Top of DATA FOR THIS EXERCISE

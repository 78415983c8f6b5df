use std::fmt;
use std::hash::{Hash, Hasher};
use std::sync::OnceLock;

use tracing::debug;

use crate::codec::KeyCodec;
use crate::config::TrieConfig;
use crate::error::TrieError;
use crate::node::{NodeArena, NodeId};
use crate::view::{Iter, Keys, Values};
use crate::LOG_TARGET;

// =============================================================================
// BitTrie
// =============================================================================

/// An uncompressed binary trie keyed by bit sequences.
///
/// Each key lives at the node reached by following its bits from the root
/// (`0` = left, `1` = right). Nodes are created on insert and pruned on
/// removal, so every childless node below the root holds a value. Ascending
/// order is pre-order: a key sorts right before the keys it prefixes.
pub struct BitTrie<K, V, C> {
    pub(crate) nodes: NodeArena<K, V>,
    pub(crate) codec: C,
    pub(crate) config: TrieConfig,
    pub(crate) len: usize,
    /// Bumped on every structural change; cursors compare against it.
    pub(crate) mod_count: u64,
}

/// Where a key's descent from the root stopped.
#[derive(Clone, Copy, Debug)]
pub(crate) struct Descent {
    /// Deepest node reached along the key's path.
    pub(crate) node: NodeId,
    pub(crate) depth: usize,
    pub(crate) len: usize,
    /// Branch that was missing below `node`. Meaningless when complete.
    pub(crate) wanted_left: bool,
}

impl Descent {
    #[inline]
    pub(crate) fn is_complete(&self) -> bool {
        self.depth == self.len
    }
}

impl<K, V, C: KeyCodec<K>> BitTrie<K, V, C> {
    pub fn new(codec: C) -> Self {
        Self::with_config(codec, TrieConfig::default())
    }

    pub fn with_config(codec: C, config: TrieConfig) -> Self {
        let config = config.sanitize();
        Self {
            nodes: NodeArena::with_capacity(config.node_capacity),
            codec,
            config,
            len: 0,
            mod_count: 0,
        }
    }

    pub fn codec(&self) -> &C {
        &self.codec
    }

    pub fn config(&self) -> &TrieConfig {
        &self.config
    }

    #[inline]
    pub fn len(&self) -> usize {
        self.len
    }

    #[inline]
    pub fn is_empty(&self) -> bool {
        self.len == 0
    }

    /// Number of arena nodes currently linked into the tree, root included.
    pub fn node_count(&self) -> usize {
        self.nodes.live()
    }

    pub fn memory_usage(&self) -> usize {
        self.nodes.memory_usage()
    }

    pub fn shrink_to_fit(&mut self) {
        self.nodes.shrink_to_fit();
    }

    /// Follow `key`'s bits as far as existing nodes allow.
    pub(crate) fn descend(&self, key: &K) -> Descent {
        let len = self.codec.length(key);
        let mut node = NodeId::ROOT;
        for depth in 0..len {
            let left = self.codec.is_left(key, depth);
            match self.nodes.get(node).child(left) {
                Some(child) => node = child,
                None => {
                    return Descent {
                        node,
                        depth,
                        len,
                        wanted_left: left,
                    }
                }
            }
        }
        Descent {
            node,
            depth: len,
            len,
            wanted_left: false,
        }
    }

    /// The node at `key`'s full path, valued or not.
    pub(crate) fn locate(&self, key: &K) -> Option<NodeId> {
        let d = self.descend(key);
        (d.is_complete() && d.len > 0).then_some(d.node)
    }

    fn locate_valued(&self, key: &K) -> Option<NodeId> {
        self.locate(key).filter(|&id| self.nodes.get(id).has_value())
    }

    pub fn get(&self, key: &K) -> Option<&V> {
        self.nodes.get(self.locate(key)?).value.as_ref()
    }

    pub fn get_mut(&mut self, key: &K) -> Option<&mut V> {
        let id = self.locate(key)?;
        self.nodes.get_mut(id).value.as_mut()
    }

    /// The stored key equal to `key` together with its value.
    pub fn get_key_value(&self, key: &K) -> Option<(&K, &V)> {
        self.entry(self.locate_valued(key)?)
    }

    pub fn contains_key(&self, key: &K) -> bool {
        self.locate_valued(key).is_some()
    }

    pub fn contains_value(&self, value: &V) -> bool
    where
        V: PartialEq,
    {
        self.values().any(|v| v == value)
    }

    /// Insert or replace. Returns the previous value.
    ///
    /// Fails with [`TrieError::EmptyKey`] if `key` encodes to zero bits.
    pub fn insert(&mut self, key: K, value: V) -> Result<Option<V>, TrieError> {
        let len = self.codec.length(&key);
        if len == 0 {
            return Err(TrieError::EmptyKey);
        }

        let mut node = NodeId::ROOT;
        for depth in 0..len {
            let left = self.codec.is_left(&key, depth);
            node = match self.nodes.get(node).child(left) {
                Some(child) => child,
                None => self.nodes.alloc_child(node, left),
            };
        }

        let retain = self.config.retain_keys;
        let n = self.nodes.get_mut(node);
        let old = n.value.replace(value);
        if retain {
            n.key = OnceLock::from(key);
        }
        if old.is_none() {
            self.len += 1;
            self.mod_count += 1;
        }
        Ok(old)
    }

    pub fn remove(&mut self, key: &K) -> Option<V> {
        let id = self.locate(key)?;
        self.remove_node(id)
    }

    /// Remove and return the stored key and its value.
    pub fn remove_entry(&mut self, key: &K) -> Option<(K, V)> {
        let id = self.locate(key)?;
        self.remove_entry_at(id)
    }

    /// Clear a node's value and prune the branch it leaves behind.
    pub(crate) fn remove_node(&mut self, id: NodeId) -> Option<V> {
        let node = self.nodes.get_mut(id);
        let old = node.value.take()?;
        node.key.take();
        self.len -= 1;
        self.mod_count += 1;
        self.prune(id);
        Some(old)
    }

    pub(crate) fn remove_entry_at(&mut self, id: NodeId) -> Option<(K, V)> {
        self.resolve_key(id)?;
        let key = self.nodes.get_mut(id).key.take()?;
        let value = self.remove_node(id)?;
        Some((key, value))
    }

    /// Walk upward releasing value-less leaves until an occupied node or the
    /// root is reached.
    fn prune(&mut self, from: NodeId) {
        let mut cur = from;
        while cur != NodeId::ROOT {
            let node = self.nodes.get(cur);
            if node.has_value() || !node.is_leaf() {
                break;
            }
            let Some(parent) = node.parent else { break };
            self.nodes.release(cur);
            cur = parent;
        }
    }

    pub fn clear(&mut self) {
        debug!(target: LOG_TARGET, len = self.len, "Clearing trie");
        self.nodes.reset();
        self.len = 0;
        self.mod_count += 1;
    }

    /// Insert every pair in iteration order. Stops at the first invalid key;
    /// pairs before it stay inserted.
    pub fn bulk_insert<I>(&mut self, entries: I) -> Result<usize, TrieError>
    where
        I: IntoIterator<Item = (K, V)>,
    {
        let mut added = 0;
        let mut outcome = Ok(());
        for (key, value) in entries {
            match self.insert(key, value) {
                Ok(None) => added += 1,
                Ok(Some(_)) => {}
                Err(err) => {
                    outcome = Err(err);
                    break;
                }
            }
        }
        self.mod_count += 1;
        debug!(target: LOG_TARGET, added, len = self.len, failed = outcome.is_err(), "Bulk insert finished");
        outcome.map(|()| added)
    }

    /// Keep only the entries for which `f` returns `true`, visiting in
    /// ascending order.
    pub fn retain<F>(&mut self, mut f: F)
    where
        F: FnMut(&K, &mut V) -> bool,
    {
        let mut next = self.first_node();
        while let Some(id) = next {
            next = self.successor(id, None, false);
            if self.resolve_key(id).is_none() {
                continue;
            }
            let node = self.nodes.get_mut(id);
            let keep = match (node.key.get(), node.value.as_mut()) {
                (Some(key), Some(value)) => f(key, value),
                _ => true,
            };
            if !keep {
                self.remove_node(id);
            }
        }
    }

    pub fn pop_first(&mut self) -> Option<(K, V)> {
        let id = self.first_node()?;
        self.remove_entry_at(id)
    }

    pub fn pop_last(&mut self) -> Option<(K, V)> {
        let id = self.last_node()?;
        self.remove_entry_at(id)
    }

    /// Ascending entries.
    pub fn iter(&self) -> Iter<'_, K, V, C> {
        Iter::new(self, self.first_node(), self.last_node(), false)
    }

    pub fn keys(&self) -> Keys<'_, K, V, C> {
        Keys::new(self.iter())
    }

    pub fn values(&self) -> Values<'_, K, V, C> {
        Values::new(self.iter())
    }

    pub(crate) fn value(&self, id: NodeId) -> Option<&V> {
        self.nodes.get(id).value.as_ref()
    }

    /// Key and value of a valued node, materializing the key if needed.
    pub(crate) fn entry(&self, id: NodeId) -> Option<(&K, &V)> {
        let value = self.value(id)?;
        Some((self.resolve_key(id)?, value))
    }
}

// =============================================================================
// Stackless traversal
// =============================================================================

impl<K, V, C> BitTrie<K, V, C> {
    /// First node of `id`'s subtree in pre-order, skipping value-less nodes
    /// unless `include_empty`.
    fn first_in_subtree(&self, mut id: NodeId, include_empty: bool) -> NodeId {
        loop {
            let node = self.nodes.get(id);
            if include_empty || node.has_value() {
                return id;
            }
            match node.left.or(node.right) {
                Some(child) => id = child,
                None => {
                    debug_assert!(false, "value-less leaf reachable from root");
                    return id;
                }
            }
        }
    }

    /// Last node of `id`'s subtree in pre-order: the rightmost-then-leftmost
    /// leaf, which always holds a value.
    pub(crate) fn last_in_subtree(&self, mut id: NodeId) -> NodeId {
        loop {
            let node = self.nodes.get(id);
            match node.right.or(node.left) {
                Some(child) => id = child,
                None => return id,
            }
        }
    }

    /// Next node in ascending order after `id`.
    ///
    /// With a `fence`, the walk never leaves the fence's subtree.
    pub(crate) fn successor(&self, id: NodeId, fence: Option<NodeId>, include_empty: bool) -> Option<NodeId> {
        let node = self.nodes.get(id);
        if let Some(child) = node.left.or(node.right) {
            return Some(self.first_in_subtree(child, include_empty));
        }
        self.next_after_subtree(id, fence, include_empty)
    }

    /// First node in ascending order that is not inside `id`'s subtree.
    pub(crate) fn next_after_subtree(&self, id: NodeId, fence: Option<NodeId>, include_empty: bool) -> Option<NodeId> {
        let mut cur = id;
        loop {
            if Some(cur) == fence {
                return None;
            }
            let parent = self.nodes.get(cur).parent?;
            let p = self.nodes.get(parent);
            if p.left == Some(cur) {
                if let Some(right) = p.right {
                    return Some(self.first_in_subtree(right, include_empty));
                }
            }
            cur = parent;
        }
    }

    /// Previous node in ascending order before `id`. The root is never
    /// returned.
    pub(crate) fn predecessor(&self, id: NodeId, fence: Option<NodeId>, include_empty: bool) -> Option<NodeId> {
        let mut cur = id;
        loop {
            if Some(cur) == fence {
                return None;
            }
            let parent = self.nodes.get(cur).parent?;
            let p = self.nodes.get(parent);
            if p.right == Some(cur) {
                if let Some(left) = p.left {
                    return Some(self.last_in_subtree(left));
                }
            }
            if parent == NodeId::ROOT {
                return None;
            }
            if include_empty || p.has_value() {
                return Some(parent);
            }
            cur = parent;
        }
    }

    pub(crate) fn first_node(&self) -> Option<NodeId> {
        self.successor(NodeId::ROOT, None, false)
    }

    pub(crate) fn last_node(&self) -> Option<NodeId> {
        let root = self.nodes.get(NodeId::ROOT);
        root.right.or(root.left).map(|child| self.last_in_subtree(child))
    }
}

// =============================================================================
// Std trait impls
// =============================================================================

impl<K, V, C: KeyCodec<K> + Default> Default for BitTrie<K, V, C> {
    fn default() -> Self {
        Self::new(C::default())
    }
}

/// Copies build fresh nodes; key cells start empty and are rebuilt on demand.
impl<K, V: Clone, C: Clone> Clone for BitTrie<K, V, C> {
    fn clone(&self) -> Self {
        Self {
            nodes: self.nodes.clone_values(),
            codec: self.codec.clone(),
            config: self.config,
            len: self.len,
            mod_count: 0,
        }
    }
}

impl<K: PartialEq, V: PartialEq, C: KeyCodec<K>> PartialEq for BitTrie<K, V, C> {
    fn eq(&self, other: &Self) -> bool {
        self.len == other.len && self.iter().eq(other.iter())
    }
}

impl<K: Eq, V: Eq, C: KeyCodec<K>> Eq for BitTrie<K, V, C> {}

impl<K: Hash, V: Hash, C: KeyCodec<K>> Hash for BitTrie<K, V, C> {
    fn hash<H: Hasher>(&self, state: &mut H) {
        state.write_usize(self.len);
        for entry in self.iter() {
            entry.hash(state);
        }
    }
}

impl<K: fmt::Debug, V: fmt::Debug, C: KeyCodec<K>> fmt::Debug for BitTrie<K, V, C> {
    fn fmt(&self, f: &mut fmt::Formatter<'_>) -> fmt::Result {
        f.debug_map().entries(self.iter()).finish()
    }
}

impl<'a, K, V, C: KeyCodec<K>> IntoIterator for &'a BitTrie<K, V, C> {
    type Item = (&'a K, &'a V);
    type IntoIter = Iter<'a, K, V, C>;

    fn into_iter(self) -> Self::IntoIter {
        self.iter()
    }
}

Bottom of DATA FOR THIS EXERCISE

Reproduce each line of the material in which the string "NodeArena" occurs.

use crate::node::{NodeArena, NodeId};
    pub(crate) nodes: NodeArena<K, V>,
            nodes: NodeArena::with_capacity(config.node_capacity),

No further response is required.